» **YOUR INSTRUCTIONS**
Copy out all of the data that follows, exactly as it appears.

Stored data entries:
Segment Open

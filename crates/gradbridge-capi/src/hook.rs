//! Gradient hooks backed by foreign callbacks.

use crate::handle::{Payload, gbr_handle, hook_ref, take, tensor_ref};
use crate::{GBR_INVALID_ARGUMENT, StatusCode, error_status, handle_result, status_result};
use gradbridge::autograd::{GradHook, Variable};
use gradbridge::{AutogradError, DenseTensor};
use libc::size_t;
use log::trace;
use std::ffi::c_void;
use std::rc::Rc;

/// Hook callback: `fun(grad, custom)`.
///
/// `grad` is a tensor handle owned by the callback. The callback returns the
/// replacement gradient as a tensor handle (possibly `grad` itself), which
/// the library consumes, or null to signal failure.
#[allow(non_camel_case_types)]
pub type gbr_hook_callback =
    Option<unsafe extern "C" fn(grad: *mut gbr_handle, custom: *mut c_void) -> *mut gbr_handle>;

struct ForeignHook {
    fun: unsafe extern "C" fn(*mut gbr_handle, *mut c_void) -> *mut gbr_handle,
    custom: *mut c_void,
}

impl GradHook for ForeignHook {
    fn call(&self, grad: DenseTensor<f64>) -> Result<DenseTensor<f64>, AutogradError> {
        let handle = gbr_handle::tensor(Variable::new(grad));
        trace!("calling foreign gradient hook");
        let returned = unsafe { (self.fun)(handle, self.custom) };
        if returned.is_null() {
            return Err(AutogradError::Callback {
                message: "hook returned null".to_string(),
            });
        }

        let replacement = match unsafe { take(returned) } {
            Ok(Payload::Tensor(variable)) => variable.into_tensor(),
            _ => None,
        };
        replacement.ok_or_else(|| AutogradError::Callback {
            message: "hook must return a defined tensor".to_string(),
        })
    }
}

/// Wrap a foreign hook callback.
///
/// The hook handle can be registered on any number of tensors; releasing it
/// does not unregister it. `custom` must stay valid while the hook is
/// registered anywhere.
#[unsafe(no_mangle)]
pub extern "C" fn gbr_hook_new(
    fun: gbr_hook_callback,
    custom: *mut c_void,
    status: *mut StatusCode,
) -> *mut gbr_handle {
    handle_result(status, || {
        let fun = fun.ok_or(GBR_INVALID_ARGUMENT)?;
        let hook: Rc<dyn GradHook> = Rc::new(ForeignHook { fun, custom });
        Ok(gbr_handle::into_raw(Payload::Hook(hook)))
    })
}

/// Register `hook` on `tensor`.
///
/// Hooks run in registration order on the tensor's accumulated gradient
/// during backward, each receiving the previous one's result.
///
/// # Arguments
/// * `tensor` - Tensor that requires grad
/// * `hook` - Handle from `gbr_hook_new` (not consumed)
/// * `out_token` - Receives the token for `gbr_tensor_remove_hook`
#[unsafe(no_mangle)]
pub extern "C" fn gbr_tensor_register_hook(
    tensor: *const gbr_handle,
    hook: *const gbr_handle,
    out_token: *mut size_t,
) -> StatusCode {
    status_result(|| {
        if out_token.is_null() {
            return Err(GBR_INVALID_ARGUMENT);
        }
        let variable = unsafe { tensor_ref(tensor)? };
        let hook = unsafe { hook_ref(hook)? };
        let token = variable.register_shared_hook(hook).map_err(error_status)?;
        unsafe {
            *out_token = token;
        }
        Ok(())
    })
}

/// Remove a hook by the token returned at registration.
///
/// # Returns
/// `GBR_INVALID_TOKEN` if the token is unknown or already removed
#[unsafe(no_mangle)]
pub extern "C" fn gbr_tensor_remove_hook(tensor: *const gbr_handle, token: size_t) -> StatusCode {
    status_result(|| {
        let variable = unsafe { tensor_ref(tensor)? };
        variable.remove_hook(token).map_err(error_status)
    })
}

#[cfg(test)]
mod tests {
    use super::*;
    use crate::{
        GBR_AUTOGRAD_ERROR, GBR_CALLBACK_FAILED, GBR_INVALID_TOKEN, GBR_SUCCESS,
        gbr_handle_release,
    };
    use gradbridge::autograd::clear_graph;
    use std::ptr;

    unsafe extern "C" fn double_grad(
        grad: *mut gbr_handle,
        _custom: *mut c_void,
    ) -> *mut gbr_handle {
        let mut status = GBR_SUCCESS;
        let out = crate::gbr_tensor_mul_scalar(grad, 2.0, &mut status);
        gbr_handle_release(grad);
        out
    }

    unsafe extern "C" fn count_calls(
        grad: *mut gbr_handle,
        custom: *mut c_void,
    ) -> *mut gbr_handle {
        let counter = unsafe { &mut *(custom as *mut usize) };
        *counter += 1;
        grad
    }

    unsafe extern "C" fn fail(grad: *mut gbr_handle, _custom: *mut c_void) -> *mut gbr_handle {
        gbr_handle_release(grad);
        ptr::null_mut()
    }

    #[test]
    fn test_hook_transforms_leaf_gradient() {
        clear_graph();
        let x = Variable::leaf(DenseTensor::ones(&[2]));
        let handle = gbr_handle::tensor(x.clone());

        let mut status = -999;
        let mut calls = 0usize;
        let doubler = gbr_hook_new(Some(double_grad), ptr::null_mut(), &mut status);
        assert_eq!(status, GBR_SUCCESS);
        let counter = gbr_hook_new(
            Some(count_calls),
            &mut calls as *mut usize as *mut c_void,
            &mut status,
        );

        let mut t1 = 0;
        let mut t2 = 0;
        assert_eq!(gbr_tensor_register_hook(handle, doubler, &mut t1), GBR_SUCCESS);
        assert_eq!(gbr_tensor_register_hook(handle, counter, &mut t2), GBR_SUCCESS);
        assert_ne!(t1, t2);

        x.sum().unwrap().backward().unwrap();
        assert_eq!(x.grad().unwrap().data(), &[2.0, 2.0]);
        assert_eq!(calls, 1);

        assert_eq!(gbr_tensor_remove_hook(handle, t1), GBR_SUCCESS);
        assert_eq!(gbr_tensor_remove_hook(handle, t1), GBR_INVALID_TOKEN);

        for h in [handle, doubler, counter] {
            gbr_handle_release(h);
        }
    }

    #[test]
    fn test_failing_hook_aborts_backward() {
        clear_graph();
        let x = Variable::leaf(DenseTensor::ones(&[1]));
        let handle = gbr_handle::tensor(x.clone());
        let mut status = -999;
        let hook = gbr_hook_new(Some(fail), ptr::null_mut(), &mut status);

        let mut token = 0;
        assert_eq!(gbr_tensor_register_hook(handle, hook, &mut token), GBR_SUCCESS);
        assert_eq!(
            x.sum().unwrap().backward().map_err(error_status),
            Err(GBR_CALLBACK_FAILED)
        );

        for h in [handle, hook] {
            gbr_handle_release(h);
        }
    }

    #[test]
    fn test_register_on_constant_fails() {
        let constant = gbr_handle::tensor(Variable::new(DenseTensor::ones(&[1])));
        let mut status = -999;
        let hook = gbr_hook_new(Some(fail), ptr::null_mut(), &mut status);

        let mut token = 0;
        assert_eq!(
            gbr_tensor_register_hook(constant, hook, &mut token),
            GBR_AUTOGRAD_ERROR
        );
        assert_eq!(
            gbr_tensor_register_hook(constant, hook, ptr::null_mut()),
            GBR_INVALID_ARGUMENT
        );

        for h in [constant, hook] {
            gbr_handle_release(h);
        }
    }
}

Segment Closed

» **OUTPUT FOR THIS TASK**
filename crates/gradbridge-capi/src/hook.rs
//! Gradient hooks backed by foreign callbacks.

use crate::handle::{Payload, gbr_handle, hook_ref, take, tensor_ref};
use crate::{GBR_INVALID_ARGUMENT, StatusCode, error_status, handle_result, status_result};
use gradbridge::autograd::{GradHook, Variable};
use gradbridge::{AutogradError, DenseTensor};
use libc::size_t;
use log::trace;
use std::ffi::c_void;
use std::rc::Rc;

/// Hook callback: `fun(grad, custom)`.
///
/// `grad` is a tensor handle owned by the callback. The callback returns the
/// replacement gradient as a tensor handle (possibly `grad` itself), which
/// the library consumes, or null to signal failure.
#[allow(non_camel_case_types)]
pub type gbr_hook_callback =
    Option<unsafe extern "C" fn(grad: *mut gbr_handle, custom: *mut c_void) -> *mut gbr_handle>;

struct ForeignHook {
    fun: unsafe extern "C" fn(*mut gbr_handle, *mut c_void) -> *mut gbr_handle,
    custom: *mut c_void,
}

impl GradHook for ForeignHook {
    fn call(&self, grad: DenseTensor<f64>) -> Result<DenseTensor<f64>, AutogradError> {
        let handle = gbr_handle::tensor(Variable::new(grad));
        trace!("calling foreign gradient hook");
        let returned = unsafe { (self.fun)(handle, self.custom) };
        if returned.is_null() {
            return Err(AutogradError::Callback {
                message: "hook returned null".to_string(),
            });
        }

        let replacement = match unsafe { take(returned) } {
            Ok(Payload::Tensor(variable)) => variable.into_tensor(),
            _ => None,
        };
        replacement.ok_or_else(|| AutogradError::Callback {
            message: "hook must return a defined tensor".to_string(),
        })
    }
}

/// Wrap a foreign hook callback.
///
/// The hook handle can be registered on any number of tensors; releasing it
/// does not unregister it. `custom` must stay valid while the hook is
/// registered anywhere.
#[unsafe(no_mangle)]
pub extern "C" fn gbr_hook_new(
    fun: gbr_hook_callback,
    custom: *mut c_void,
    status: *mut StatusCode,
) -> *mut gbr_handle {
    handle_result(status, || {
        let fun = fun.ok_or(GBR_INVALID_ARGUMENT)?;
        let hook: Rc<dyn GradHook> = Rc::new(ForeignHook { fun, custom });
        Ok(gbr_handle::into_raw(Payload::Hook(hook)))
    })
}

/// Register `hook` on `tensor`.
///
/// Hooks run in registration order on the tensor's accumulated gradient
/// during backward, each receiving the previous one's result.
///
/// # Arguments
/// * `tensor` - Tensor that requires grad
/// * `hook` - Handle from `gbr_hook_new` (not consumed)
/// * `out_token` - Receives the token for `gbr_tensor_remove_hook`
#[unsafe(no_mangle)]
pub extern "C" fn gbr_tensor_register_hook(
    tensor: *const gbr_handle,
    hook: *const gbr_handle,
    out_token: *mut size_t,
) -> StatusCode {
    status_result(|| {
        if out_token.is_null() {
            return Err(GBR_INVALID_ARGUMENT);
        }
        let variable = unsafe { tensor_ref(tensor)? };
        let hook = unsafe { hook_ref(hook)? };
        let token = variable.register_shared_hook(hook).map_err(error_status)?;
        unsafe {
            *out_token = token;
        }
        Ok(())
    })
}

/// Remove a hook by the token returned at registration.
///
/// # Returns
/// `GBR_INVALID_TOKEN` if the token is unknown or already removed
#[unsafe(no_mangle)]
pub extern "C" fn gbr_tensor_remove_hook(tensor: *const gbr_handle, token: size_t) -> StatusCode {
    status_result(|| {
        let variable = unsafe { tensor_ref(tensor)? };
        variable.remove_hook(token).map_err(error_status)
    })
}

#[cfg(test)]
mod tests {
    use super::*;
    use crate::{
        GBR_AUTOGRAD_ERROR, GBR_CALLBACK_FAILED, GBR_INVALID_TOKEN, GBR_SUCCESS,
        gbr_handle_release,
    };
    use gradbridge::autograd::clear_graph;
    use std::ptr;

    unsafe extern "C" fn double_grad(
        grad: *mut gbr_handle,
        _custom: *mut c_void,
    ) -> *mut gbr_handle {
        let mut status = GBR_SUCCESS;
        let out = crate::gbr_tensor_mul_scalar(grad, 2.0, &mut status);
        gbr_handle_release(grad);
        out
    }

    unsafe extern "C" fn count_calls(
        grad: *mut gbr_handle,
        custom: *mut c_void,
    ) -> *mut gbr_handle {
        let counter = unsafe { &mut *(custom as *mut usize) };
        *counter += 1;
        grad
    }

    unsafe extern "C" fn fail(grad: *mut gbr_handle, _custom: *mut c_void) -> *mut gbr_handle {
        gbr_handle_release(grad);
        ptr::null_mut()
    }

    #[test]
    fn test_hook_transforms_leaf_gradient() {
        clear_graph();
        let x = Variable::leaf(DenseTensor::ones(&[2]));
        let handle = gbr_handle::tensor(x.clone());

        let mut status = -999;
        let mut calls = 0usize;
        let doubler = gbr_hook_new(Some(double_grad), ptr::null_mut(), &mut status);
        assert_eq!(status, GBR_SUCCESS);
        let counter = gbr_hook_new(
            Some(count_calls),
            &mut calls as *mut usize as *mut c_void,
            &mut status,
        );

        let mut t1 = 0;
        let mut t2 = 0;
        assert_eq!(gbr_tensor_register_hook(handle, doubler, &mut t1), GBR_SUCCESS);
        assert_eq!(gbr_tensor_register_hook(handle, counter, &mut t2), GBR_SUCCESS);
        assert_ne!(t1, t2);

        x.sum().unwrap().backward().unwrap();
        assert_eq!(x.grad().unwrap().data(), &[2.0, 2.0]);
        assert_eq!(calls, 1);

        assert_eq!(gbr_tensor_remove_hook(handle, t1), GBR_SUCCESS);
        assert_eq!(gbr_tensor_remove_hook(handle, t1), GBR_INVALID_TOKEN);

        for h in [handle, doubler, counter] {
            gbr_handle_release(h);
        }
    }

    #[test]
    fn test_failing_hook_aborts_backward() {
        clear_graph();
        let x = Variable::leaf(DenseTensor::ones(&[1]));
        let handle = gbr_handle::tensor(x.clone());
        let mut status = -999;
        let hook = gbr_hook_new(Some(fail), ptr::null_mut(), &mut status);

        let mut token = 0;
        assert_eq!(gbr_tensor_register_hook(handle, hook, &mut token), GBR_SUCCESS);
        assert_eq!(
            x.sum().unwrap().backward().map_err(error_status),
            Err(GBR_CALLBACK_FAILED)
        );

        for h in [handle, hook] {
            gbr_handle_release(h);
        }
    }

    #[test]
    fn test_register_on_constant_fails() {
        let constant = gbr_handle::tensor(Variable::new(DenseTensor::ones(&[1])));
        let mut status = -999;
        let hook = gbr_hook_new(Some(fail), ptr::null_mut(), &mut status);

        let mut token = 0;
        assert_eq!(
            gbr_tensor_register_hook(constant, hook, &mut token),
            GBR_AUTOGRAD_ERROR
        );
        assert_eq!(
            gbr_tensor_register_hook(constant, hook, ptr::null_mut()),
            GBR_INVALID_ARGUMENT
        );

        for h in [constant, hook] {
            gbr_handle_release(h);
        }
    }
}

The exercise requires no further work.